Trying to post events to user calendars for our organization. Getting a 401 error.

Azure admins created an app/user, and gave permissions

Delegated Graph Permissions: Calendars.ReadWrite

App graph permissions: Calendars.ReadWrite

I can connect to the OAuth token generation end point, and retrieve a token. Using that token, I can't send my JSON payload and create a series of calendar events, I get a 401. The JSON is known good - I can copy/paste it into the graph explorer tool and get correct results.

I've examined a generated token using jwt.ms and I'm not seeing anything related to permissions, calendars, etc.
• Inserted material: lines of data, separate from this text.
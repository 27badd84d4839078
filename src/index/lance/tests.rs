use super::*;
use crate::embeddings::ChunkingConfig;
use crate::index::IndexBackend;
use chrono::Utc;
use tempfile::TempDir;

fn record(sequence: usize, text: &str, vector: Vec<f32>) -> IndexedChunk {
    IndexedChunk {
        chunk: Chunk {
            text: text.to_string(),
            source_id: "handbook.md".to_string(),
            sequence,
            start_offset: sequence * 10,
            overlap: usize::from(sequence > 0),
        },
        vector,
    }
}

fn manifest(chunk_count: usize) -> IndexManifest {
    IndexManifest {
        backend: IndexBackend::Lance,
        embedding_model: "test-embed".to_string(),
        dimension: 3,
        chunk_count,
        chunking: ChunkingConfig::default(),
        created_at: Utc::now(),
    }
}

async fn open_with(records: &[IndexedChunk]) -> (LanceIndex, TempDir) {
    let temp_dir = TempDir::new().expect("should create temp dir");
    write_records(temp_dir.path(), records)
        .await
        .expect("should write records");
    let index = LanceIndex::open(temp_dir.path(), manifest(records.len()))
        .await
        .expect("should open lance index");
    (index, temp_dir)
}

#[test]
fn record_batch_matches_schema() {
    let records = vec![
        record(0, "alpha", vec![1.0, 0.0, 0.0]),
        record(1, "beta", vec![0.0, 1.0, 0.0]),
    ];

    let batch = create_record_batch(&records).expect("should build batch");

    assert_eq!(batch.num_rows(), 2);
    assert_eq!(batch.schema(), create_schema(3));
    let positions = column::<UInt32Array>(&batch, "position").expect("position column");
    assert_eq!(positions.values().to_vec(), vec![0, 1]);
}

#[tokio::test]
async fn stores_every_record() {
    let (index, _temp_dir) = open_with(&[
        record(0, "alpha", vec![1.0, 0.0, 0.0]),
        record(1, "beta", vec![0.0, 1.0, 0.0]),
        record(2, "gamma", vec![0.0, 0.0, 1.0]),
    ])
    .await;

    assert_eq!(index.count_rows().await.expect("should count rows"), 3);
    assert_eq!(index.len(), 3);
    assert_eq!(index.backend(), IndexBackend::Lance);
}

#[tokio::test]
async fn query_returns_nearest_first() {
    let (index, _temp_dir) = open_with(&[
        record(0, "alpha", vec![1.0, 0.0, 0.0]),
        record(1, "beta", vec![0.0, 1.0, 0.0]),
        record(2, "alpha-ish", vec![0.9, 0.1, 0.0]),
    ])
    .await;

    let result = index
        .query(&[1.0, 0.0, 0.0], 2)
        .await
        .expect("query should succeed");

    assert_eq!(result.texts(), vec!["alpha", "alpha-ish"]);
    assert!(result.hits[0].score >= result.hits[1].score);
    assert!((result.hits[0].score - 1.0).abs() < 1e-4);

    let top = &result.hits[0].chunk;
    assert_eq!(top.source_id, "handbook.md");
    assert_eq!(top.sequence, 0);
}

#[tokio::test]
async fn query_validates_input() {
    let (index, _temp_dir) = open_with(&[record(0, "alpha", vec![1.0, 0.0, 0.0])]).await;

    assert!(matches!(
        index.query(&[1.0, 0.0, 0.0], 0).await,
        Err(RagError::InvalidInput(_))
    ));
    assert!(matches!(
        index.query(&[1.0, 0.0], 1).await,
        Err(RagError::Retrieval(_))
    ));
}

#[tokio::test]
async fn equal_distances_keep_insertion_order() {
    let records: Vec<IndexedChunk> = (0..200)
        .map(|i| record(i, &format!("c{}", i), vec![1.0, 0.0, 0.0]))
        .collect();
    let (index, _temp_dir) = open_with(&records).await;

    let result = index
        .query(&[1.0, 0.0, 0.0], 4)
        .await
        .expect("query should succeed");

    assert_eq!(result.texts(), vec!["c0", "c1", "c2", "c3"]);
}
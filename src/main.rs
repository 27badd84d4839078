use std::path::PathBuf;

use anyhow::Context;
use clap::{Parser, Subcommand};
use docs_rag::commands::{ask_question, build_or_load_index, run_chat, show_status};
use docs_rag::config::{Config, run_interactive_config, show_config};
use tracing_subscriber::EnvFilter;

#[derive(Parser)]
#[command(name = "docs-rag")]
#[command(about = "Answer questions about a local document folder with a retrieval-augmented local LLM")]
#[command(version)]
struct Cli {
    /// Directory holding config.toml
    #[arg(long, global = true)]
    config_dir: Option<PathBuf>,

    #[command(subcommand)]
    command: Commands,
}

#[derive(Subcommand)]
enum Commands {
    /// Configure Ollama, the document folder and the index
    Config {
        /// Show current configuration
        #[arg(long)]
        show: bool,
    },
    /// Build the index from the document folder, or load it if present
    Index {
        /// Delete the existing index first
        #[arg(long)]
        rebuild: bool,
    },
    /// Ask a single question
    Ask {
        /// The question to answer
        question: String,
    },
    /// Start an interactive chat with conversation memory
    Chat,
    /// Show index and model status
    Status,
}

#[tokio::main]
async fn main() -> anyhow::Result<()> {
    tracing_subscriber::fmt()
        .with_env_filter(
            EnvFilter::try_from_default_env().unwrap_or_else(|_| EnvFilter::new("info")),
        )
        .with_writer(std::io::stderr)
        .init();

    let cli = Cli::parse();

    let config_dir = match cli.config_dir {
        Some(dir) => dir,
        None => Config::config_dir().context("Failed to locate the configuration directory")?,
    };

    match cli.command {
        Commands::Config { show } => {
            if show {
                show_config(&Config::load(&config_dir)?);
            } else {
                run_interactive_config(&config_dir)?;
            }
        }
        Commands::Index { rebuild } => {
            build_or_load_index(Config::load(&config_dir)?, rebuild).await?;
        }
        Commands::Ask { question } => {
            ask_question(Config::load(&config_dir)?, &question).await?;
        }
        Commands::Chat => {
            run_chat(Config::load(&config_dir)?).await?;
        }
        Commands::Status => {
            show_status(&Config::load(&config_dir)?)?;
        }
    }

    Ok(())
}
Our Azure logins use empIDnumber@example.com and I've been told that is what our userPrincipalName is

I've tried changing the URL end point with no change-

/v1.0/users/empIDnumber@example.com/calendar/events

and

/v1.0/users/empIDnumber@examplecom.onmicrosoft.com/calendar/events

Where should I look next?

1
could you post your decoded jwt content? that would help.Chris Johnson
@ChrisJohnson - i do have an expired token copy/pasted, but since it contains info like tenant id and such i'm not sure of what security implications there would be. Suggestions?ivanivan
if you decode it using jwt.io and copy/paste the payload section + redact any PII (emails, names) then there isnt anything that is "secure" in there" Tenant Id can be freely found by anyone outside the org and isn't secure data. But if you are worried redact it.Chris Johnson
agh. can't find old tokens. waiting for token to expire before postingivanivan
so long as you don't post the encoded jwt and only post the payload there is nothing anyone can do with the token :) It needs the signature etc... for azure to accept it.Chris Johnson

1 Answers

0
votes

Solved.

Slight typo in the content of the JSON I was sending, was only able to find it by doing the POST using postman. Java was throwing an exception, not showing the returned string as well as the exception message, but postman showed the returned JSON with content regarding malformed date/time.

Still got 401 exceptions though, so The Fix Part II was to add an Accept-Encoding property set to application/json to my http client request options array.

Still no claims showing up in my tokens, but that is a non-issue apparently.